- Task prompt: Where the word "dimensions" occurs in a line of the listing, please copy the line.

- Recorded information:
-- Opening Marker --
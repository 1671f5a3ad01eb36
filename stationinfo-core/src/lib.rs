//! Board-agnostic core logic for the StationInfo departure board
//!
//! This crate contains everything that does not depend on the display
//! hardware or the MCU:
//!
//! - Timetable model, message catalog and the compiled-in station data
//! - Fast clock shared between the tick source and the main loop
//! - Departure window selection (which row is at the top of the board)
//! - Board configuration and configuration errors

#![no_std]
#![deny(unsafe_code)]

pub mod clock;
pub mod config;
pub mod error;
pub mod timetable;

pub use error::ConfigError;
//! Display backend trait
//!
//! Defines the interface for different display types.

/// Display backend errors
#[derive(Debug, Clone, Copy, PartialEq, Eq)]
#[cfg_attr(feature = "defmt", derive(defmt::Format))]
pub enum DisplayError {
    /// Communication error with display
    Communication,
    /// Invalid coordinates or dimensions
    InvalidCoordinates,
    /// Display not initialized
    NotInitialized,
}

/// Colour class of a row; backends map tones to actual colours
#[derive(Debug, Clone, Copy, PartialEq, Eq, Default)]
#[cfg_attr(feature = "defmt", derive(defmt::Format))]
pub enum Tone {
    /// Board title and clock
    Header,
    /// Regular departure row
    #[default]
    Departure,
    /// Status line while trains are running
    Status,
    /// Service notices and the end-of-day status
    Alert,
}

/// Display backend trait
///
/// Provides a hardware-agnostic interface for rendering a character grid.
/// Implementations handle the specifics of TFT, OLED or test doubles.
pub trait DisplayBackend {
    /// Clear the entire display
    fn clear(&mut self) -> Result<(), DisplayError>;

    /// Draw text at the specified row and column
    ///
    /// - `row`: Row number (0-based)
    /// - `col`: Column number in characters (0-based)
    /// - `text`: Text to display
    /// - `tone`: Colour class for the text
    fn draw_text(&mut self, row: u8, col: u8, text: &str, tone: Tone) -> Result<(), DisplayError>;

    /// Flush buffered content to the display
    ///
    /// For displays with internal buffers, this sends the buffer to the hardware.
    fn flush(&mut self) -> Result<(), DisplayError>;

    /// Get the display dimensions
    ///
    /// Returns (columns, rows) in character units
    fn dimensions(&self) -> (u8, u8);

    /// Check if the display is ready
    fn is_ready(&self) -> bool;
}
-- Closing Marker --
- Response for this exercise:
    /// Invalid coordinates or dimensions
    /// Get the display dimensions
    fn dimensions(&self) -> (u8, u8);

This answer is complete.